Work request:
Reproduce, please, only the lines from the first line below to the line containing "at runtime, allowing", inclusive.

Data records

#####

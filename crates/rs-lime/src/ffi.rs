//! Low-level FFI bindings to libLimeSuite.
//!
//! This module uses dynamic loading (libloading) to avoid a compile-time
//! dependency on libLimeSuite. The library is loaded at runtime, allowing
//! the same binary to work with or without LimeSDR hardware support
//! installed.
//!
//! The structs and function signatures declared here are owned and
//! versioned by the LimeSuite project; this module re-declares them
//! `#[repr(C)]` for marshalling only.
//!
//! ## Sample Formats
//!
//! The streaming API accepts three wire formats: 32-bit float I/Q
//! ([`LMS_FMT_F32`]), 16-bit integer I/Q ([`LMS_FMT_I16`]), and packed
//! 12-bit integer I/Q ([`LMS_FMT_I12`], delivered in 16-bit containers).

// Struct names mirror LimeSuite.h.
#![allow(non_camel_case_types)]

use std::ffi::{c_char, c_double, c_float, c_int, c_uint, c_void, CStr};
use std::sync::OnceLock;

use libloading::{Library, Symbol};

/// LimeSuite device handle (opaque pointer).
pub type LmsDeviceHandle = *mut c_void;

/// Connection info string (`lms_info_str_t`).
pub type LmsInfoStr = [c_char; 256];

/// Short name string (`lms_name_t`), used for antenna lists.
pub type LmsName = [c_char; 16];

/// Boolean direction flag: receive.
pub const LMS_CH_RX: bool = false;
/// Boolean direction flag: transmit.
pub const LMS_CH_TX: bool = true;

/// Stream format: 32-bit float I/Q.
pub const LMS_FMT_F32: c_int = 0;
/// Stream format: 16-bit integer I/Q.
pub const LMS_FMT_I16: c_int = 1;
/// Stream format: packed 12-bit integer I/Q.
pub const LMS_FMT_I12: c_int = 2;

/// Stream descriptor (`lms_stream_t`).
///
/// `handle` is written by `LMS_SetupStream` and identifies the stream to
/// the driver; the remaining fields are configuration supplied by the
/// caller. The struct address must stay stable between setup and destroy.
#[repr(C)]
#[derive(Debug, Clone, Copy)]
pub struct lms_stream_t {
    pub handle: usize,
    pub is_tx: bool,
    pub channel: u32,
    pub fifo_size: u32,
    pub throughput_vs_latency: c_float,
    pub data_fmt: c_int,
}

/// Streaming metadata (`lms_stream_meta_t`): hardware timestamp plus
/// synchronization flags.
#[repr(C)]
#[derive(Debug, Clone, Copy, Default)]
pub struct lms_stream_meta_t {
    pub timestamp: u64,
    pub wait_for_timestamp: bool,
    pub flush_partial_packet: bool,
}

/// Stream status (`lms_stream_status_t`).
#[repr(C)]
#[derive(Debug, Clone, Copy, Default)]
pub struct lms_stream_status_t {
    pub active: bool,
    pub fifo_filled_count: u32,
    pub fifo_size: u32,
    pub underrun: u32,
    pub overrun: u32,
    pub dropped_packets: u32,
    pub sample_rate: c_double,
    pub link_rate: c_double,
    pub timestamp: u64,
}

/// Device information (`lms_dev_info_t`), returned by `LMS_GetDeviceInfo`.
#[repr(C)]
#[derive(Debug, Clone, Copy)]
pub struct lms_dev_info_t {
    pub device_name: [c_char; 32],
    pub expansion_name: [c_char; 32],
    pub firmware_version: [c_char; 16],
    pub hardware_version: [c_char; 16],
    pub protocol_version: [c_char; 16],
    pub board_serial_number: u64,
    pub gateware_version: [c_char; 16],
    pub gateware_target_board: [c_char; 32],
}

/// Loaded libLimeSuite library and function pointers.
pub(crate) struct LimeSuiteLib {
    _lib: Library,
    // Device enumeration and lifecycle
    pub get_device_list: Symbol<'static, unsafe extern "C" fn(*mut LmsInfoStr) -> c_int>,
    pub open: Symbol<'static, unsafe extern "C" fn(*mut LmsDeviceHandle, *const c_char, *mut c_void) -> c_int>,
    pub close: Symbol<'static, unsafe extern "C" fn(LmsDeviceHandle) -> c_int>,
    pub init: Symbol<'static, unsafe extern "C" fn(LmsDeviceHandle) -> c_int>,
    pub reset: Symbol<'static, unsafe extern "C" fn(LmsDeviceHandle) -> c_int>,
    // Channels
    pub enable_channel: Symbol<'static, unsafe extern "C" fn(LmsDeviceHandle, bool, usize, bool) -> c_int>,
    pub get_num_channels: Symbol<'static, unsafe extern "C" fn(LmsDeviceHandle, bool) -> c_int>,
    // Sample rate
    pub set_sample_rate: Symbol<'static, unsafe extern "C" fn(LmsDeviceHandle, c_double, usize) -> c_int>,
    pub get_sample_rate: Symbol<
        'static,
        unsafe extern "C" fn(LmsDeviceHandle, bool, usize, *mut c_double, *mut c_double) -> c_int,
    >,
    // Frequency
    pub set_lo_frequency: Symbol<'static, unsafe extern "C" fn(LmsDeviceHandle, bool, usize, c_double) -> c_int>,
    pub get_lo_frequency: Symbol<
        'static,
        unsafe extern "C" fn(LmsDeviceHandle, bool, usize, *mut c_double) -> c_int,
    >,
    // Gain
    pub set_normalized_gain: Symbol<'static, unsafe extern "C" fn(LmsDeviceHandle, bool, usize, c_double) -> c_int>,
    pub get_normalized_gain: Symbol<
        'static,
        unsafe extern "C" fn(LmsDeviceHandle, bool, usize, *mut c_double) -> c_int,
    >,
    pub set_gain_db: Symbol<'static, unsafe extern "C" fn(LmsDeviceHandle, bool, usize, c_uint) -> c_int>,
    pub get_gain_db: Symbol<'static, unsafe extern "C" fn(LmsDeviceHandle, bool, usize, *mut c_uint) -> c_int>,
    // Antenna
    pub set_antenna: Symbol<'static, unsafe extern "C" fn(LmsDeviceHandle, bool, usize, usize) -> c_int>,
    pub get_antenna: Symbol<'static, unsafe extern "C" fn(LmsDeviceHandle, bool, usize) -> c_int>,
    pub get_antenna_list: Symbol<
        'static,
        unsafe extern "C" fn(LmsDeviceHandle, bool, usize, *mut LmsName) -> c_int,
    >,
    // Analog low-pass filter
    pub set_lpf_bw: Symbol<'static, unsafe extern "C" fn(LmsDeviceHandle, bool, usize, c_double) -> c_int>,
    pub get_lpf_bw: Symbol<'static, unsafe extern "C" fn(LmsDeviceHandle, bool, usize, *mut c_double) -> c_int>,
    pub calibrate: Symbol<'static, unsafe extern "C" fn(LmsDeviceHandle, bool, usize, c_double, c_uint) -> c_int>,
    // Configuration files
    pub load_config: Symbol<'static, unsafe extern "C" fn(LmsDeviceHandle, *const c_char) -> c_int>,
    pub save_config: Symbol<'static, unsafe extern "C" fn(LmsDeviceHandle, *const c_char) -> c_int>,
    // Sensors
    pub get_chip_temperature: Symbol<
        'static,
        unsafe extern "C" fn(LmsDeviceHandle, usize, *mut c_double) -> c_int,
    >,
    // Streaming
    pub setup_stream: Symbol<'static, unsafe extern "C" fn(LmsDeviceHandle, *mut lms_stream_t) -> c_int>,
    pub destroy_stream: Symbol<'static, unsafe extern "C" fn(LmsDeviceHandle, *mut lms_stream_t) -> c_int>,
    pub start_stream: Symbol<'static, unsafe extern "C" fn(*mut lms_stream_t) -> c_int>,
    pub stop_stream: Symbol<'static, unsafe extern "C" fn(*mut lms_stream_t) -> c_int>,
    pub recv_stream: Symbol<
        'static,
        unsafe extern "C" fn(*mut lms_stream_t, *mut c_void, usize, *mut lms_stream_meta_t, c_uint) -> c_int,
    >,
    pub send_stream: Symbol<
        'static,
        unsafe extern "C" fn(*mut lms_stream_t, *const c_void, usize, *const lms_stream_meta_t, c_uint) -> c_int,
    >,
    pub get_stream_status: Symbol<
        'static,
        unsafe extern "C" fn(*mut lms_stream_t, *mut lms_stream_status_t) -> c_int,
    >,
    // Device info and diagnostics
    pub get_device_info: Symbol<'static, unsafe extern "C" fn(LmsDeviceHandle) -> *const lms_dev_info_t>,
    pub get_library_version: Symbol<'static, unsafe extern "C" fn() -> *const c_char>,
    pub get_last_error_message: Symbol<'static, unsafe extern "C" fn() -> *const c_char>,
}

/// Global library instance (loaded once).
static LIMESUITE_LIB: OnceLock<Option<LimeSuiteLib>> = OnceLock::new();

/// Library names to try on different platforms.
#[cfg(target_os = "linux")]
const LIB_NAMES: &[&str] = &["libLimeSuite.so.20.10-1", "libLimeSuite.so.20.01-1", "libLimeSuite.so"];

#[cfg(target_os = "macos")]
const LIB_NAMES: &[&str] = &["libLimeSuite.dylib", "libLimeSuite.20.10-1.dylib"];

#[cfg(target_os = "windows")]
const LIB_NAMES: &[&str] = &["LimeSuite.dll", "libLimeSuite.dll"];

/// Resolve all required symbols from an already-opened library.
unsafe fn resolve_symbols(lib: Library) -> Option<LimeSuiteLib> {
    // The symbols borrow the Library; transmuting the reference to 'static
    // is sound because the Library is stored alongside them and never moves
    // out of the struct.
    let lib_ref: &'static Library = std::mem::transmute(&lib);

    Some(LimeSuiteLib {
        get_device_list: lib_ref.get(b"LMS_GetDeviceList\0").ok()?,
        open: lib_ref.get(b"LMS_Open\0").ok()?,
        close: lib_ref.get(b"LMS_Close\0").ok()?,
        init: lib_ref.get(b"LMS_Init\0").ok()?,
        reset: lib_ref.get(b"LMS_Reset\0").ok()?,
        enable_channel: lib_ref.get(b"LMS_EnableChannel\0").ok()?,
        get_num_channels: lib_ref.get(b"LMS_GetNumChannels\0").ok()?,
        set_sample_rate: lib_ref.get(b"LMS_SetSampleRate\0").ok()?,
        get_sample_rate: lib_ref.get(b"LMS_GetSampleRate\0").ok()?,
        set_lo_frequency: lib_ref.get(b"LMS_SetLOFrequency\0").ok()?,
        get_lo_frequency: lib_ref.get(b"LMS_GetLOFrequency\0").ok()?,
        set_normalized_gain: lib_ref.get(b"LMS_SetNormalizedGain\0").ok()?,
        get_normalized_gain: lib_ref.get(b"LMS_GetNormalizedGain\0").ok()?,
        set_gain_db: lib_ref.get(b"LMS_SetGaindB\0").ok()?,
        get_gain_db: lib_ref.get(b"LMS_GetGaindB\0").ok()?,
        set_antenna: lib_ref.get(b"LMS_SetAntenna\0").ok()?,
        get_antenna: lib_ref.get(b"LMS_GetAntenna\0").ok()?,
        get_antenna_list: lib_ref.get(b"LMS_GetAntennaList\0").ok()?,
        set_lpf_bw: lib_ref.get(b"LMS_SetLPFBW\0").ok()?,
        get_lpf_bw: lib_ref.get(b"LMS_GetLPFBW\0").ok()?,
        calibrate: lib_ref.get(b"LMS_Calibrate\0").ok()?,
        load_config: lib_ref.get(b"LMS_LoadConfig\0").ok()?,
        save_config: lib_ref.get(b"LMS_SaveConfig\0").ok()?,
        get_chip_temperature: lib_ref.get(b"LMS_GetChipTemperature\0").ok()?,
        setup_stream: lib_ref.get(b"LMS_SetupStream\0").ok()?,
        destroy_stream: lib_ref.get(b"LMS_DestroyStream\0").ok()?,
        start_stream: lib_ref.get(b"LMS_StartStream\0").ok()?,
        stop_stream: lib_ref.get(b"LMS_StopStream\0").ok()?,
        recv_stream: lib_ref.get(b"LMS_RecvStream\0").ok()?,
        send_stream: lib_ref.get(b"LMS_SendStream\0").ok()?,
        get_stream_status: lib_ref.get(b"LMS_GetStreamStatus\0").ok()?,
        get_device_info: lib_ref.get(b"LMS_GetDeviceInfo\0").ok()?,
        get_library_version: lib_ref.get(b"LMS_GetLibraryVersion\0").ok()?,
        get_last_error_message: lib_ref.get(b"LMS_GetLastErrorMessage\0").ok()?,
        _lib: lib,
    })
}

/// Load the LimeSuite library.
fn load_library() -> Option<LimeSuiteLib> {
    for name in LIB_NAMES {
        if let Ok(lib) = unsafe { Library::new(name) } {
            if let Some(resolved) = unsafe { resolve_symbols(lib) } {
                tracing::info!("Loaded LimeSuite library: {}", name);
                return Some(resolved);
            }
        }
    }
    tracing::debug!("LimeSuite library not found");
    None
}

/// Get the loaded library, initializing if necessary.
pub(crate) fn get_lib() -> Option<&'static LimeSuiteLib> {
    LIMESUITE_LIB.get_or_init(load_library).as_ref()
}

/// Check if libLimeSuite is available on this machine.
pub fn is_available() -> bool {
    get_lib().is_some()
}

/// Get the LimeSuite library version string, if the library is loaded.
pub fn library_version() -> Option<String> {
    get_lib().map(|lib| {
        let ptr = unsafe { (lib.get_library_version)() };
        cstr_to_string(ptr)
    })
}

/// Get the driver's last error message.
pub fn last_error() -> String {
    get_lib()
        .map(|lib| {
            let ptr = unsafe { (lib.get_last_error_message)() };
            cstr_to_string(ptr)
        })
        .unwrap_or_default()
}

/// Convert a possibly-null C string pointer to an owned String.
pub(crate) fn cstr_to_string(ptr: *const c_char) -> String {
    if ptr.is_null() {
        String::new()
    } else {
        unsafe { CStr::from_ptr(ptr).to_string_lossy().into_owned() }
    }
}

/// Convert a fixed-size C char array to an owned String.
pub(crate) fn char_array_to_string(arr: &[c_char]) -> String {
    let bytes: Vec<u8> = arr
        .iter()
        .take_while(|&&c| c != 0)
        .map(|&c| c as u8)
        .collect();
    String::from_utf8_lossy(&bytes).into_owned()
}

#[cfg(test)]
mod tests {
    use super::*;
    use std::mem;

    #[test]
    fn test_library_availability() {
        let available = is_available();
        if available {
            println!("libLimeSuite is available: {:?}", library_version());
        } else {
            println!("libLimeSuite not available (expected on most dev machines)");
        }
    }

    #[test]
    fn test_stream_struct_layout() {
        // Field order and sizes must match LimeSuite.h exactly.
        assert_eq!(mem::size_of::<lms_stream_meta_t>(), 16);
        assert_eq!(mem::size_of::<lms_stream_status_t>(), 48);
        assert_eq!(mem::size_of::<lms_dev_info_t>(), 168);
        assert_eq!(mem::size_of::<lms_stream_t>(), 32);
    }

    #[test]
    fn test_char_array_to_string() {
        let mut arr: [c_char; 16] = [0; 16];
        for (i, b) in b"LimeSDR".iter().enumerate() {
            arr[i] = *b as c_char;
        }
        assert_eq!(char_array_to_string(&arr), "LimeSDR");

        let empty: [c_char; 16] = [0; 16];
        assert_eq!(char_array_to_string(&empty), "");
    }

    #[test]
    fn test_format_constants() {
        assert_eq!(LMS_FMT_F32, 0);
        assert_eq!(LMS_FMT_I16, 1);
        assert_eq!(LMS_FMT_I12, 2);
        assert!(!LMS_CH_RX);
        assert!(LMS_CH_TX);
    }
}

#####

Answer to this exercise:
filename crates/rs-lime/src/ffi.rs
//! Low-level FFI bindings to libLimeSuite.
//!
//! This module uses dynamic loading (libloading) to avoid a compile-time
//! dependency on libLimeSuite. The library is loaded at runtime, allowing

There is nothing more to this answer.